Maps are hugely important in Clojure programming. Internally, they are supported by a specific group of interfaces. Here we will examine these interfaces and provide an incredibly naive implementation. The intention is to make clear the mechanics of these interfaces in a simple setting. Later, when we implement realistic maps, we can wave at this stuff in passing and focus on the intricacies of the data structures themselves.

The interfaces

The most fundamental operation on a map is the ability to look up a value from a key. It is sometimes helpful to be able to provide a value to use instead if the key is not present (rather than throwing an exception).

type ILookup =
    abstract valAt: key: obj -> obj
    abstract valAt: key: obj * notFound: obj -> obj

There are data structures floating around in Clojure that allow lookups in this way without the other map operations that follow, hence proving this interface as a standalone.
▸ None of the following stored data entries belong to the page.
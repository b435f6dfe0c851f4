//! Ledger error types.

use rust_decimal::Decimal;
use tally_shared::AppError;
use thiserror::Error;
use uuid::Uuid;

use crate::store::StoreError;

/// Errors that can occur during ledger operations.
#[derive(Debug, Error)]
pub enum LedgerError {
    // ========== Validation Errors ==========
    /// Amount must be strictly positive.
    #[error("Amount must be positive, got {0}")]
    InvalidAmount(Decimal),

    /// A stored row points at both an asset and a liability.
    #[error("Transaction cannot be linked to both an asset and a liability")]
    AmbiguousAccount,

    // ========== Lookup Errors ==========
    /// Transaction not found (or not owned by the caller).
    #[error("Transaction not found: {0}")]
    TransactionNotFound(Uuid),

    // ========== Datastore Errors ==========
    /// The datastore collaborator failed.
    #[error("Datastore error: {0}")]
    Store(#[from] StoreError),
}

impl LedgerError {
    /// Returns the error code for API responses.
    #[must_use]
    pub fn error_code(&self) -> &'static str {
        match self {
            Self::InvalidAmount(_) => "INVALID_AMOUNT",
            Self::AmbiguousAccount => "AMBIGUOUS_ACCOUNT",
            Self::TransactionNotFound(_) => "TRANSACTION_NOT_FOUND",
            Self::Store(e) => e.error_code(),
        }
    }

    /// Returns the HTTP status code for this error.
    #[must_use]
    pub fn http_status_code(&self) -> u16 {
        match self {
            Self::InvalidAmount(_) | Self::AmbiguousAccount => 400,
            Self::TransactionNotFound(_) => 404,
            Self::Store(e) => e.http_status_code(),
        }
    }
}

impl From<LedgerError> for AppError {
    fn from(err: LedgerError) -> Self {
        match err {
            LedgerError::InvalidAmount(_) | LedgerError::AmbiguousAccount => {
                Self::Validation(err.to_string())
            }
            LedgerError::TransactionNotFound(_) => Self::NotFound(err.to_string()),
            LedgerError::Store(e) => e.into(),
        }
    }
}

#[cfg(test)]
mod tests {
    use super::*;
    use rust_decimal_macros::dec;

    #[test]
    fn test_error_codes() {
        assert_eq!(LedgerError::InvalidAmount(dec!(0)).error_code(), "INVALID_AMOUNT");
        assert_eq!(
            LedgerError::TransactionNotFound(Uuid::nil()).error_code(),
            "TRANSACTION_NOT_FOUND"
        );
    }

    #[test]
    fn test_http_status_codes() {
        assert_eq!(LedgerError::InvalidAmount(dec!(-1)).http_status_code(), 400);
        assert_eq!(
            LedgerError::TransactionNotFound(Uuid::nil()).http_status_code(),
            404
        );
        assert_eq!(
            LedgerError::Store(StoreError::Backend("down".into())).http_status_code(),
            500
        );
    }

    #[test]
    fn test_error_display() {
        assert_eq!(
            LedgerError::InvalidAmount(dec!(-2.50)).to_string(),
            "Amount must be positive, got -2.50"
        );
    }

    #[test]
    fn test_into_app_error() {
        let app: AppError = LedgerError::TransactionNotFound(Uuid::nil()).into();
        assert_eq!(app.status_code(), 404);
        let app: AppError = LedgerError::InvalidAmount(dec!(0)).into();
        assert_eq!(app.status_code(), 400);
    }
}
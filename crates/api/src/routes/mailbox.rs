//! Mailbox candidates, staging and receipt scans.

use axum::{
    Json, Router,
    extract::{DefaultBodyLimit, Path, Query, State},
    http::StatusCode,
    routing::{get, post},
};
use base64::Engine as _;
use base64::engine::general_purpose::STANDARD;
use chrono::Utc;
use serde::{Deserialize, Serialize};
use tally_core::approval::PendingTransaction;
use tally_core::ingest::{CandidateMeta, StageReport};
use tally_shared::types::OwnerId;

use crate::AppState;
use crate::error::{ApiError, ApiResult};

/// Upper bound on a receipt upload, base64 included.
const MAX_RECEIPT_BODY_BYTES: usize = 10 * 1024 * 1024;

/// Creates the mailbox and receipt routes.
pub fn routes() -> Router<AppState> {
    Router::new()
        .route("/owners/{owner_id}/mailbox/candidates", get(list_candidates))
        .route("/owners/{owner_id}/mailbox/stage", post(stage_messages))
        .route(
            "/owners/{owner_id}/receipts",
            post(scan_receipt).layer(DefaultBodyLimit::max(MAX_RECEIPT_BODY_BYTES)),
        )
}

// ============================================================================
// Request/Response Types
// ============================================================================

/// Query parameters for candidate listing.
#[derive(Debug, Deserialize)]
pub struct CandidatesQuery {
    /// Only list messages since the last sync.
    #[serde(default)]
    pub incremental: bool,
}

/// Request body for staging messages.
#[derive(Debug, Deserialize)]
pub struct StageRequest {
    /// Provider message ids.
    pub message_ids: Vec<String>,
}

/// Request body for a receipt scan.
#[derive(Debug, Deserialize)]
pub struct ReceiptRequest {
    /// Image MIME type, e.g. `image/jpeg`.
    pub mime_type: String,
    /// Standard base64 image bytes.
    pub data_base64: String,
}

/// Response for a receipt scan.
#[derive(Debug, Serialize)]
pub struct ReceiptResponse {
    /// Whether a transaction was found.
    pub found: bool,
    /// The staged row, if any.
    pub pending: Option<PendingTransaction>,
}

// ============================================================================
// Handlers
// ============================================================================

async fn list_candidates(
    State(state): State<AppState>,
    Path(owner_id): Path<OwnerId>,
    Query(query): Query<CandidatesQuery>,
) -> ApiResult<Json<Vec<CandidateMeta>>> {
    let candidates = state
        .fetcher
        .list_candidates(owner_id, query.incremental, Utc::now())
        .await?;
    Ok(Json(candidates))
}

async fn stage_messages(
    State(state): State<AppState>,
    Path(owner_id): Path<OwnerId>,
    Json(request): Json<StageRequest>,
) -> ApiResult<Json<StageReport>> {
    if request.message_ids.iter().all(|id| id.trim().is_empty()) {
        return Err(ApiError::validation("message_ids must contain at least one id"));
    }
    let report = state
        .pipeline
        .stage(owner_id, &request.message_ids, Utc::now())
        .await?;
    Ok(Json(report))
}

async fn scan_receipt(
    State(state): State<AppState>,
    Path(owner_id): Path<OwnerId>,
    Json(request): Json<ReceiptRequest>,
) -> ApiResult<(StatusCode, Json<ReceiptResponse>)> {
    if !request.mime_type.starts_with("image/") {
        return Err(ApiError::validation("mime_type must be an image type"));
    }
    let data = STANDARD
        .decode(request.data_base64.trim())
        .map_err(|e| ApiError::validation(format!("data_base64 is not valid base64: {e}")))?;
    if data.is_empty() {
        return Err(ApiError::validation("receipt image is empty"));
    }

    let pending = state
        .pipeline
        .stage_receipt(owner_id, &request.mime_type, data, Utc::now())
        .await?;
    let status = if pending.is_some() {
        StatusCode::CREATED
    } else {
        StatusCode::OK
    };
    Ok((
        status,
        Json(ReceiptResponse {
            found: pending.is_some(),
            pending,
        }),
    ))
}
The Associative interface takes us further: An IPersistentCollection that not only has key lookup but allows the addition of new assocations. In the world of immutability that Clojure inhabits, calling the assoc method does not modify the object; rather, we create a new object that has the new key/value pairing in it. (Doing that efficiently is the complication in many of Clojure’s data structures.)

type IMapEntry =
    abstract key: unit -> obj
    abstract value: unit -> obj

type Associative =
    inherit IPersistentCollection
    inherit ILookup
    abstract containsKey: key: obj -> bool
    abstract entryAt: key: obj -> IMapEntry
    abstract assoc: key: obj * value: obj -> Associative

I am not sure why containsKey and entryAt could not be in ILookup, but I will assume there was a good reason for keeping ILookup slim. Note that we introduce IMapEntry here to provide a simple interface for a key/value pair.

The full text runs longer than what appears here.